According to the Range Developments website, the “Six Senses La Sagesse is accepting investments from foreign nationals seeking a second passport and all of the benefits afforded by Grenadian citizenship, including access to the United States E-2 visa.
In August 2020, BirdsCaribbean, which is the largest regional organisation dedicated to the conservation of wild birds and their habitats in the insular Caribbean including, Bermuda, the Bahamas and all islands within the Caribbean basin, expressed deep concern over three areas of critical bird habitats and ecosystems being damaged from development projects at Mt. Hartman, La Sagesse, and Levera in Grenada.
The group called for the immediate cessation of destructive activities, pending the completion of proper Environmental Impact Assessments (EIAs) and approvals, mitigation plans, and full and transparent consultations with stakeholders.
In an August 28, 2020 article on the BirdsCaribbean website, entitled “BirdsCaribbean Expresses Deep Concern Over Three Damaging Developments in Grenada,” BirdsCaribbean’s Executive Director Lisa Sorenson noted that Grenada is considered a leader for environmental conservation having recently embraced the concept of the “Blue Economy.”
The article states that, “In 2013, Grenada went beyond its Caribbean neighbours’ commitments, pledging to protect 25% of its near-shore marine and coastal environment by 2020 under the Caribbean Challenge Initiative signed in May 2020.

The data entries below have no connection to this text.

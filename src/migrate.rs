use anyhow::Result;
use sqlx::SqlitePool;

use crate::config::Config;
use crate::db;

pub async fn run_migrations(config: &Config) -> Result<()> {
    let pool = db::connect(config).await?;
    apply(&pool).await?;
    pool.close().await;
    Ok(())
}

/// Create the cache schema on an open pool. Idempotent.
pub async fn apply(pool: &SqlitePool) -> Result<()> {
    // One row per (username, repo); timestamps are Unix seconds.
    sqlx::query(
        r#"
        CREATE TABLE IF NOT EXISTS diagram_cache (
            username TEXT NOT NULL,
            repo TEXT NOT NULL,
            diagram TEXT NOT NULL,
            explanation TEXT NOT NULL DEFAULT '',
            created_at INTEGER NOT NULL,
            updated_at INTEGER NOT NULL,
            PRIMARY KEY (username, repo)
        )
        "#,
    )
    .execute(pool)
    .await?;

    sqlx::query(
        "CREATE INDEX IF NOT EXISTS idx_diagram_cache_updated_at ON diagram_cache(updated_at DESC)",
    )
    .execute(pool)
    .await?;

    Ok(())
}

Prime Minister Mitchell did not make reference to these commitments in slamming NDC for what he said was its constant opposition to development projects brought by the NNP administration over the years.

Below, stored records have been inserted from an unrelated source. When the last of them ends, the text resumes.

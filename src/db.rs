use anyhow::Result;
use sqlx::sqlite::{SqliteConnectOptions, SqlitePool, SqlitePoolOptions};
use std::str::FromStr;

use crate::config::Config;

pub async fn connect(config: &Config) -> Result<SqlitePool> {
    let db_path = &config.cache.path;

    // Ensure parent directory exists
    if let Some(parent) = db_path.parent() {
        if !parent.as_os_str().is_empty() {
            std::fs::create_dir_all(parent)?;
        }
    }

    let options = SqliteConnectOptions::from_str(&format!("sqlite:{}", db_path.display()))?
        .create_if_missing(true)
        .journal_mode(sqlx::sqlite::SqliteJournalMode::Wal);

    let pool = SqlitePoolOptions::new()
        .max_connections(5)
        .connect_with(options)
        .await?;

    Ok(pool)
}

“Every time this NNP government starts any project to bring development to the country, hundreds of jobs, economic activity, a certain political organisation opposed to the NNP has always come out with demonstrations against the project,” he said.
“Through (out) all my years Mr. Speaker in this Parliament, every time there is a project, some armchair environmentalists emerge, and when the project is implemented they disappear,” he added.

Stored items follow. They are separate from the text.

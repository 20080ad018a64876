//! # Diagram Stream CLI (`dgs`)
//!
//! Generates architecture diagrams for GitHub repositories through the
//! generation backend and keeps the last result per repository in a local
//! SQLite cache.
//!
//! ## Usage
//!
//! ```bash
//! dgs --config ./config/dgs.toml <command>
//! ```
//!
//! ## Commands
//!
//! | Command | Description |
//! |---------|-------------|
//! | `dgs init` | Create the SQLite cache and run schema migrations |
//! | `dgs generate <owner> <repo>` | Serve from cache or generate |
//! | `dgs regenerate <owner> <repo>` | Generate again, bypassing the cache |
//! | `dgs modify <owner> <repo>` | Generate with new instructions, no cost estimate |
//! | `dgs show <owner> <repo>` | Print the cached artifact |
//! | `dgs cost <owner> <repo>` | Print the backend's cost estimate |
//!
//! Logging goes to stderr and is controlled with `RUST_LOG` (default `warn`).

use clap::{Parser, Subcommand};
use std::path::PathBuf;
use tracing_subscriber::EnvFilter;

use diagram_stream::config;
use diagram_stream::generate::{self, Action};
use diagram_stream::migrate;
use diagram_stream::progress::ProgressMode;
use diagram_stream::show;

/// Diagram Stream CLI: repository architecture diagrams from a streaming
/// generation backend.
#[derive(Parser)]
#[command(
    name = "dgs",
    about = "Diagram Stream: stream, track and cache repository architecture diagrams",
    version
)]
struct Cli {
    /// Path to configuration file (TOML).
    #[arg(long, global = true, default_value = "./config/dgs.toml")]
    config: PathBuf,

    /// Progress output on stderr. Defaults to `human` on a terminal and
    /// `off` otherwise.
    #[arg(long, global = true, value_enum)]
    progress: Option<ProgressMode>,

    #[command(subcommand)]
    command: Commands,
}

#[derive(Subcommand)]
enum Commands {
    /// Initialize the cache database schema.
    ///
    /// Idempotent: running it multiple times is safe.
    Init,

    /// Show the cached diagram, or generate one if there is none.
    Generate {
        owner: String,
        repo: String,

        /// Extra instructions passed to the backend.
        #[arg(long)]
        instructions: Option<String>,

        /// Print the final session snapshot as JSON instead of the diagram.
        #[arg(long)]
        json: bool,
    },

    /// Generate again, ignoring the cache. Re-estimates cost.
    Regenerate {
        owner: String,
        repo: String,

        #[arg(long, default_value = "")]
        instructions: String,

        #[arg(long)]
        json: bool,
    },

    /// Generate with new instructions, ignoring the cache and skipping the
    /// cost estimate.
    Modify {
        owner: String,
        repo: String,

        #[arg(long)]
        instructions: String,

        #[arg(long)]
        json: bool,
    },

    /// Print the cached artifact and when it was last generated.
    Show {
        owner: String,
        repo: String,

        /// Print only the Mermaid diagram.
        #[arg(long)]
        diagram_only: bool,
    },

    /// Ask the backend for a cost estimate.
    Cost { owner: String, repo: String },
}

#[tokio::main]
async fn main() -> anyhow::Result<()> {
    tracing_subscriber::fmt()
        .with_env_filter(
            EnvFilter::try_from_default_env().unwrap_or_else(|_| EnvFilter::new("warn")),
        )
        .with_writer(std::io::stderr)
        .init();

    let cli = Cli::parse();
    let cfg = config::load_config(&cli.config)?;
    let reporter = cli
        .progress
        .unwrap_or_else(ProgressMode::default_for_tty)
        .reporter();

    match cli.command {
        Commands::Init => {
            migrate::run_migrations(&cfg).await?;
            println!("Cache initialized successfully.");
        }
        Commands::Generate {
            owner,
            repo,
            instructions,
            json,
        } => {
            generate::run_generate(&cfg, &owner, &repo, Action::Start(instructions), reporter, json)
                .await?;
        }
        Commands::Regenerate {
            owner,
            repo,
            instructions,
            json,
        } => {
            generate::run_generate(
                &cfg,
                &owner,
                &repo,
                Action::Regenerate(instructions),
                reporter,
                json,
            )
            .await?;
        }
        Commands::Modify {
            owner,
            repo,
            instructions,
            json,
        } => {
            generate::run_generate(&cfg, &owner, &repo, Action::Modify(instructions), reporter, json)
                .await?;
        }
        Commands::Show {
            owner,
            repo,
            diagram_only,
        } => {
            show::run_show(&cfg, &owner, &repo, diagram_only).await?;
        }
        Commands::Cost { owner, repo } => {
            generate::run_cost(&cfg, &owner, &repo).await?;
        }
    }

    Ok(())
}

Last week Friday, the Prime Minister criticised Congress in an interview held with two hand-picked local journalists, stating that while he has “always advocated for two viable political parties in Grenada, the NDC is making itself not being seen as a serious opposition in terms of its behaviour and attitude.”
He accused Congress of always never taking “a nationalistic position on issues that were valuable to the country.”
“…I don’t know of one national issue that this government has initiated in all its years being in office – not just in this period, in which the NDC has come out and applauded the government. Not one single issue, everyone they opposed and everyone turned out later to prove to be the correct decision and therefore we have benefited and they have lost,” he said.
PM Mitchell expressed the view that “when you give the government credit for something that it does right (then) when the government makes a mistake and you criticise it would be more effective.
“…I don’t think that the NDC understands this,” he remarked.
In defending his party’s position, the Interim Leader of Congress, Adrian “Persuader” Thomas, who led Sunday’s demonstration at the La Sagesse Salt Pond told THE NEW TODAY on Monday that despite PM Mitchell’s opinion, “as a party, we (the NDC) are doing what we have to do.”
He said: “You cannot ignore the fact that as a political party we (NDC) control 40% of the electorate in Grenada. I think Dr. Mitchell wants to give our party a stigma and a definition and I am not going to get caught up in those things.”
Thomas, who met with the Managing Director of Range Development, Kamal Shehada on Sunday to discuss the environmental concerns, maintains that while “the NDC welcomes a project of such magnitude” in the parish of St. David, “it should not be done at the expense of the environment.”
The NDC acting political leader was due to hold another meeting with Shehada on Wednesday to further discuss the project.